→ **RECORDS SHOWN**:
»»

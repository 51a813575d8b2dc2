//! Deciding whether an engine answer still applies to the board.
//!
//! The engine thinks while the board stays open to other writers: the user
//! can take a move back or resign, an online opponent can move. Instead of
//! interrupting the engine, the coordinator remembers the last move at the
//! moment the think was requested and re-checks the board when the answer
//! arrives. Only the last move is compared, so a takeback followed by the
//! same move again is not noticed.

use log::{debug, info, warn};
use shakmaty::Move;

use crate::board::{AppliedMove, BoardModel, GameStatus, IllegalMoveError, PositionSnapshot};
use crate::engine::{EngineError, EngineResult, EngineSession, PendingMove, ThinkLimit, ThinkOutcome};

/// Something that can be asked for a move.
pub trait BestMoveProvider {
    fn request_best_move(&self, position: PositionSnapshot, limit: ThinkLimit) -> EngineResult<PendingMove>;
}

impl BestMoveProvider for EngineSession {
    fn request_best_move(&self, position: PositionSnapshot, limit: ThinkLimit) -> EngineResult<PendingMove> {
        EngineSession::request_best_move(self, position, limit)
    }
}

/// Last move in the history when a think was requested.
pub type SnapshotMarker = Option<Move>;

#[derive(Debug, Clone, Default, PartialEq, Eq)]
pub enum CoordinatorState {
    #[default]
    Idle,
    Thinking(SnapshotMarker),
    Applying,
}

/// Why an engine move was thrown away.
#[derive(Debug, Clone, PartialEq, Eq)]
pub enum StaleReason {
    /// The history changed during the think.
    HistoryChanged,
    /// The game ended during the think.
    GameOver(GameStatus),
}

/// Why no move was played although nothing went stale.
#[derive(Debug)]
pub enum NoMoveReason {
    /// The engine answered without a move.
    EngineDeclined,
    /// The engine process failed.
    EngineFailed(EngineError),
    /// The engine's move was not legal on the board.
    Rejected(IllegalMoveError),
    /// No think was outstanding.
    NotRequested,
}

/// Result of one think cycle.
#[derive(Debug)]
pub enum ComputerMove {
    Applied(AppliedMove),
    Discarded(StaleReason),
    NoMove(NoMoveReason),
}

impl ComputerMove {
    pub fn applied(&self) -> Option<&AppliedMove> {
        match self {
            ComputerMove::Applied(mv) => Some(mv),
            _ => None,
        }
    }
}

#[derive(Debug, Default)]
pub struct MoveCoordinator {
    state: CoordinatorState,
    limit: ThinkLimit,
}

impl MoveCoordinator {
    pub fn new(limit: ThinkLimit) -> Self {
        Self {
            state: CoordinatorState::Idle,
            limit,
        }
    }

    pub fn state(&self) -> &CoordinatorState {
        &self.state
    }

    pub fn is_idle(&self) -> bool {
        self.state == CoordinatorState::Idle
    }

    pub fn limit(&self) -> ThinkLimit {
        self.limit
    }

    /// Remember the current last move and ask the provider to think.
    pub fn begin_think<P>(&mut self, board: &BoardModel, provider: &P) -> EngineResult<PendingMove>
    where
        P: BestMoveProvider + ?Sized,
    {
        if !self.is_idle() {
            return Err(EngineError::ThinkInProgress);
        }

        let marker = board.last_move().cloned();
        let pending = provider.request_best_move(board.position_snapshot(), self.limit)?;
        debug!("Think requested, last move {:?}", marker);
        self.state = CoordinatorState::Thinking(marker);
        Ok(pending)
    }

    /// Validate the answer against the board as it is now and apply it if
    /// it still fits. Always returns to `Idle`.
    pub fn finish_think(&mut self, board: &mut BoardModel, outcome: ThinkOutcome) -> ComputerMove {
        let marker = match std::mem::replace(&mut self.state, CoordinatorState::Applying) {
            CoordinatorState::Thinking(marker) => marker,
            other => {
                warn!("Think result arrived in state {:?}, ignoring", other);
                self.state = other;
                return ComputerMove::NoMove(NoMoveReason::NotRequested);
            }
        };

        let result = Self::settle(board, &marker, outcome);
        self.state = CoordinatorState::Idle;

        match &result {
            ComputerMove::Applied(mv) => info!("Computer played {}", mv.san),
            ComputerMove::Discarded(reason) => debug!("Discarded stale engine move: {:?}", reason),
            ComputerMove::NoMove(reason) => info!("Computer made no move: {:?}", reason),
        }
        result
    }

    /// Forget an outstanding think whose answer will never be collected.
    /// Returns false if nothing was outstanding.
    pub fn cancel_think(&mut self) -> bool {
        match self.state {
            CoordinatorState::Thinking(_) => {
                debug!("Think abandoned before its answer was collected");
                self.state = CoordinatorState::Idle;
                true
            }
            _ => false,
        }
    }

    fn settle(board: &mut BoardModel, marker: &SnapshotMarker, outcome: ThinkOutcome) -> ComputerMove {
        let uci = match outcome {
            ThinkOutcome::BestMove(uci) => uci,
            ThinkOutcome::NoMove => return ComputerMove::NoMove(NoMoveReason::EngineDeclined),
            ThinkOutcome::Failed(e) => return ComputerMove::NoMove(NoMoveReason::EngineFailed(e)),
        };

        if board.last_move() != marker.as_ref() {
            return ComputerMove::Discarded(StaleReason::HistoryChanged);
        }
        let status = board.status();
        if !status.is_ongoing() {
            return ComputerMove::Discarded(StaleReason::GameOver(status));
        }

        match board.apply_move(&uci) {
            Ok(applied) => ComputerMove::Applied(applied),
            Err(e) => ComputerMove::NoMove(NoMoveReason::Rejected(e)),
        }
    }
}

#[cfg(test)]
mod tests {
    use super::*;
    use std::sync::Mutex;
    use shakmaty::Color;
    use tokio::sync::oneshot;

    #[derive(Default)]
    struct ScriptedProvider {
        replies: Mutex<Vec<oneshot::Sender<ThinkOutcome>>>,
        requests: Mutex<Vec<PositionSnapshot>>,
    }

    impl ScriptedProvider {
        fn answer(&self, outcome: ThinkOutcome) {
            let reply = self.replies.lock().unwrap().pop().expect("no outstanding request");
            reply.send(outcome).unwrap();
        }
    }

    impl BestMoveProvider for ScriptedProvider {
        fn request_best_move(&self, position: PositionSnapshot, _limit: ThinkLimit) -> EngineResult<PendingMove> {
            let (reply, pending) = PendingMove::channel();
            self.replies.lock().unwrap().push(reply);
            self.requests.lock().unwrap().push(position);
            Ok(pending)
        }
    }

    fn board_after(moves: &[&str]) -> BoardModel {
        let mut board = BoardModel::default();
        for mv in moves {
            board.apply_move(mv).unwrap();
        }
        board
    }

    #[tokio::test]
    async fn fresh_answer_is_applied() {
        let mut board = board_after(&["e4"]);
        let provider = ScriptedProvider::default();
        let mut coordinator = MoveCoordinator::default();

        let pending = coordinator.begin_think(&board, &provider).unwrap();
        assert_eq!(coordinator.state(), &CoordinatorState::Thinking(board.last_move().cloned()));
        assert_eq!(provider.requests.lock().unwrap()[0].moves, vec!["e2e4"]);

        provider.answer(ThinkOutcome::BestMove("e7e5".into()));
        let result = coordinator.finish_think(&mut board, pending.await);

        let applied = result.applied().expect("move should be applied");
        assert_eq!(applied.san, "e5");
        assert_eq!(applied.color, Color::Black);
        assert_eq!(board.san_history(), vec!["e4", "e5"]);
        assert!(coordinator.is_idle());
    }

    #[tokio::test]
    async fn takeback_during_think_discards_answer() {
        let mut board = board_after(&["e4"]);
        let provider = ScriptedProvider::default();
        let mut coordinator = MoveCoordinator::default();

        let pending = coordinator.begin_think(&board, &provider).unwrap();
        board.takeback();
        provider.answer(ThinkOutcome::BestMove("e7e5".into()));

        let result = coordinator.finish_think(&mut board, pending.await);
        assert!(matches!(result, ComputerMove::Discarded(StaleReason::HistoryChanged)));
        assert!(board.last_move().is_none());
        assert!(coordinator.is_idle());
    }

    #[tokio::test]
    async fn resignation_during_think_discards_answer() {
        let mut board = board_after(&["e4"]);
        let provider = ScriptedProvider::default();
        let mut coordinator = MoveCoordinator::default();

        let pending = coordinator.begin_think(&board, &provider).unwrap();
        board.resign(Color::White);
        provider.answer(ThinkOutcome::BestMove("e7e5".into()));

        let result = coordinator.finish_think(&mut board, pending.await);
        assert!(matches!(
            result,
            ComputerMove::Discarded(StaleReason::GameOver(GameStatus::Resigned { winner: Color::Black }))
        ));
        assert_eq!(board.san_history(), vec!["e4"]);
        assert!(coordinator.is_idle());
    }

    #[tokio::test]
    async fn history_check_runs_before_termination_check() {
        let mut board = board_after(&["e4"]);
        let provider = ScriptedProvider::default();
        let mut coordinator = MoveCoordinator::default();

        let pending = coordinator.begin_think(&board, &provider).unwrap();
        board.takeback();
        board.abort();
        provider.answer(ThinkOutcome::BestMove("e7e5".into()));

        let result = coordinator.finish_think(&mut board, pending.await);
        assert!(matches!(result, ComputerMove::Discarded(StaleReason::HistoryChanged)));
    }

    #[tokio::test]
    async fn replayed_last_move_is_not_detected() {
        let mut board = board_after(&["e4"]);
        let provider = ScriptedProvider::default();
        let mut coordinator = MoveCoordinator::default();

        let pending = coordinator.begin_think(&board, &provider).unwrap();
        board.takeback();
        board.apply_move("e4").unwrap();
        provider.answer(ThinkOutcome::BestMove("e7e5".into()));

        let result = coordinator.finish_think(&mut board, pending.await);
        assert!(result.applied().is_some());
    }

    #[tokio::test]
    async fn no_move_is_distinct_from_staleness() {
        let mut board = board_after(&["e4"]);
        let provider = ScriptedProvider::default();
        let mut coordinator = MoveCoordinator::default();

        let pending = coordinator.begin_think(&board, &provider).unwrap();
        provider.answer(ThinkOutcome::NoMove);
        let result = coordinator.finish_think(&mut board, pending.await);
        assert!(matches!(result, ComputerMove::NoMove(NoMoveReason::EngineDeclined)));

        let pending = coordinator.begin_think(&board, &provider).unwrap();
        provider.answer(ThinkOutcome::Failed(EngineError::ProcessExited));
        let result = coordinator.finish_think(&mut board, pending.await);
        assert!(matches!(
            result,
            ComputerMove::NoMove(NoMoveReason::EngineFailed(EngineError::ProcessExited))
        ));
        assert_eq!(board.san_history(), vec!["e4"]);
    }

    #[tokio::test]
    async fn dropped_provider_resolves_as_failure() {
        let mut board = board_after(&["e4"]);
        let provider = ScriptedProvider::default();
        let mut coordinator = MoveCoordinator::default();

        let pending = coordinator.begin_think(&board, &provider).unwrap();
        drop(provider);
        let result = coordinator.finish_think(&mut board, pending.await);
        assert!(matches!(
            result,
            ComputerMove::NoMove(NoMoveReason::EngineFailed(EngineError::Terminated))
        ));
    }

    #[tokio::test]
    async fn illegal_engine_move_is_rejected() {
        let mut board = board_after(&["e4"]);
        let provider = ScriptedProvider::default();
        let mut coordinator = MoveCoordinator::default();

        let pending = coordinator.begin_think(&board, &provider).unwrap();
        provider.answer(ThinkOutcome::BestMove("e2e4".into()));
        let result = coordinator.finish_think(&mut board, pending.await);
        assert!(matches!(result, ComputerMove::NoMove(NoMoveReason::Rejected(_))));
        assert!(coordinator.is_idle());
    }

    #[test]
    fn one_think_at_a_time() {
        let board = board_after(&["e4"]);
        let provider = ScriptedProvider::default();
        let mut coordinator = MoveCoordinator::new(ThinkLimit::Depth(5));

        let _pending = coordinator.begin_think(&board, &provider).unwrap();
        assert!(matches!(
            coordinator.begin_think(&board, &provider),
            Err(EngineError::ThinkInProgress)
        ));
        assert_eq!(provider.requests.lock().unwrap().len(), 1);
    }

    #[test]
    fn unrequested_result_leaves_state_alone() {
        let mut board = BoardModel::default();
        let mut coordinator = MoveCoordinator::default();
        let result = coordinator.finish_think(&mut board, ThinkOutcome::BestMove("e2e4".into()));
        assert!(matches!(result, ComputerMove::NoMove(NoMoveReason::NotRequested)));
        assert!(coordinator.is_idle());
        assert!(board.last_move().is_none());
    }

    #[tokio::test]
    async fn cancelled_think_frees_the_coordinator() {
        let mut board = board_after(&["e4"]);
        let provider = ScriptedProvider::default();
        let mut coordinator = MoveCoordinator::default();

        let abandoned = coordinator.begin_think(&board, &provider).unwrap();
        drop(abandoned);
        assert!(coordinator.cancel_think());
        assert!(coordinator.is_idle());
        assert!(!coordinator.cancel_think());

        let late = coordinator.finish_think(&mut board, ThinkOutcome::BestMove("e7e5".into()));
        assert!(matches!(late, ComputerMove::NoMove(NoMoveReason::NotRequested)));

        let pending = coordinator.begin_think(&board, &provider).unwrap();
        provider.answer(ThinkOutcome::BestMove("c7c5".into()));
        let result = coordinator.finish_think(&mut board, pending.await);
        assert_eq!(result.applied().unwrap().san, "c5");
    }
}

««
»»

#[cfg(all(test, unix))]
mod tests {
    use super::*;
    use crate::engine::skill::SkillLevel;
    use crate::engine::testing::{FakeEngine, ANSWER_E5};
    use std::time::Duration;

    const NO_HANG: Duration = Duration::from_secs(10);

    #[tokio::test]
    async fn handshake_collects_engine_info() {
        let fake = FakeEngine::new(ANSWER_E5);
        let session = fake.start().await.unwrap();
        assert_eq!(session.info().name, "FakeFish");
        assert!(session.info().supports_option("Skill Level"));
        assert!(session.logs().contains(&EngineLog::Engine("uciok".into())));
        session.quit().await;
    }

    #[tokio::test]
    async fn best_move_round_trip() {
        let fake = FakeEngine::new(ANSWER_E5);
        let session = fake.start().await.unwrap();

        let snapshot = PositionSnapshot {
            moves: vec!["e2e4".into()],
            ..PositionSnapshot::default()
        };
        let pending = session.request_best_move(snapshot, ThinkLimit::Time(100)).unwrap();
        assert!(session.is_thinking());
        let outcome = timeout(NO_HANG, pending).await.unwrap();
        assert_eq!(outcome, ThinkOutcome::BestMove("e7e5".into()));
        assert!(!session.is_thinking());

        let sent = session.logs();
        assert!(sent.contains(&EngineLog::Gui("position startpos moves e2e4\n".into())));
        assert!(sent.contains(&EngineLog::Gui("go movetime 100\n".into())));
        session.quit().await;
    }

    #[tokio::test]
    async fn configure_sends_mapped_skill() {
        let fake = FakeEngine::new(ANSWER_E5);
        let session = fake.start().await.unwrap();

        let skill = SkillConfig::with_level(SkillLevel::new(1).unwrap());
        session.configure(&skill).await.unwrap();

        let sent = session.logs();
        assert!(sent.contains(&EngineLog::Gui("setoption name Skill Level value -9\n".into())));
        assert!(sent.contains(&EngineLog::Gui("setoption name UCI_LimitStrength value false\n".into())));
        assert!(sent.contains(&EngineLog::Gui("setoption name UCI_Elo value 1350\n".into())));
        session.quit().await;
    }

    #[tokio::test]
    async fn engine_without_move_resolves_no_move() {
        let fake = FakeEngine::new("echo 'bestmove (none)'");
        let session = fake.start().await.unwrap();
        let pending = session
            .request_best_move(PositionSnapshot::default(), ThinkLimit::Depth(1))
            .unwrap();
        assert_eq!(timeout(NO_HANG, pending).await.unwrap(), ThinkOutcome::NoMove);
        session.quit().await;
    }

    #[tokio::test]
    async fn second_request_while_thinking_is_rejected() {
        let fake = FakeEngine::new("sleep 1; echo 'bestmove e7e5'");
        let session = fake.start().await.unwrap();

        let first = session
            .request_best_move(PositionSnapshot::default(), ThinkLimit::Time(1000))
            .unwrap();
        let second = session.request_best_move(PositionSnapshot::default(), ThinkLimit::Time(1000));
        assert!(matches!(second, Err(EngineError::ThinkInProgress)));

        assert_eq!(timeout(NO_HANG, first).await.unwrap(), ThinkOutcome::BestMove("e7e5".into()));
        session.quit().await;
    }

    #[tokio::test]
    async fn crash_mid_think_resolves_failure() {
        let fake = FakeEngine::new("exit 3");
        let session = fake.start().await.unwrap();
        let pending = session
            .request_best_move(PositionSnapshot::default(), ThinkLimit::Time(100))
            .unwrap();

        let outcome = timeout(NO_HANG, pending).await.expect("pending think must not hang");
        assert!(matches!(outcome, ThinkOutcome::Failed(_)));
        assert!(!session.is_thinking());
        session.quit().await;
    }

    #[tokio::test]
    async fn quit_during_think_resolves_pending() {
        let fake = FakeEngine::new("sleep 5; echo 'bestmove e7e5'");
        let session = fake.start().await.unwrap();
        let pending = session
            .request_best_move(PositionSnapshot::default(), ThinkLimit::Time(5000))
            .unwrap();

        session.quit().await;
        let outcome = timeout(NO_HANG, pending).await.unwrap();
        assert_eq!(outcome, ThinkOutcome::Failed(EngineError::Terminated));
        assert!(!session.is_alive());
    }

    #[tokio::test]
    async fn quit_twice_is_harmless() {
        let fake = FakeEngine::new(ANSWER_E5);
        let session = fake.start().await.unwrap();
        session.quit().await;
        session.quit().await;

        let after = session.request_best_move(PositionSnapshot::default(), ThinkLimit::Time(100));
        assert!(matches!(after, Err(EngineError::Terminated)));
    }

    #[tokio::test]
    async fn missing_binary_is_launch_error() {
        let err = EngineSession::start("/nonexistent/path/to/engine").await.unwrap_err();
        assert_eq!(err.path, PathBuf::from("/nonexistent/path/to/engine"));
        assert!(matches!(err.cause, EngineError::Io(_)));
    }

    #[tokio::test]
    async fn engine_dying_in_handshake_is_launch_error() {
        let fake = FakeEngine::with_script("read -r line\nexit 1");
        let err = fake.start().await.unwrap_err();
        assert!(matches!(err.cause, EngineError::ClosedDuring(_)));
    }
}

««

→ **WHAT YOU WILL DO**:
Reproduce exactly the lines above from the line with "pub struct MoveCoordinator" to the line with "provider to think.", including both, and add nothing.

→ **THE ANSWER**:
pub struct MoveCoordinator {
    state: CoordinatorState,
    limit: ThinkLimit,
}

impl MoveCoordinator {
    pub fn new(limit: ThinkLimit) -> Self {
        Self {
            state: CoordinatorState::Idle,
            limit,
        }
    }

    pub fn state(&self) -> &CoordinatorState {
        &self.state
    }

    pub fn is_idle(&self) -> bool {
        self.state == CoordinatorState::Idle
    }

    pub fn limit(&self) -> ThinkLimit {
        self.limit
    }

    /// Remember the current last move and ask the provider to think.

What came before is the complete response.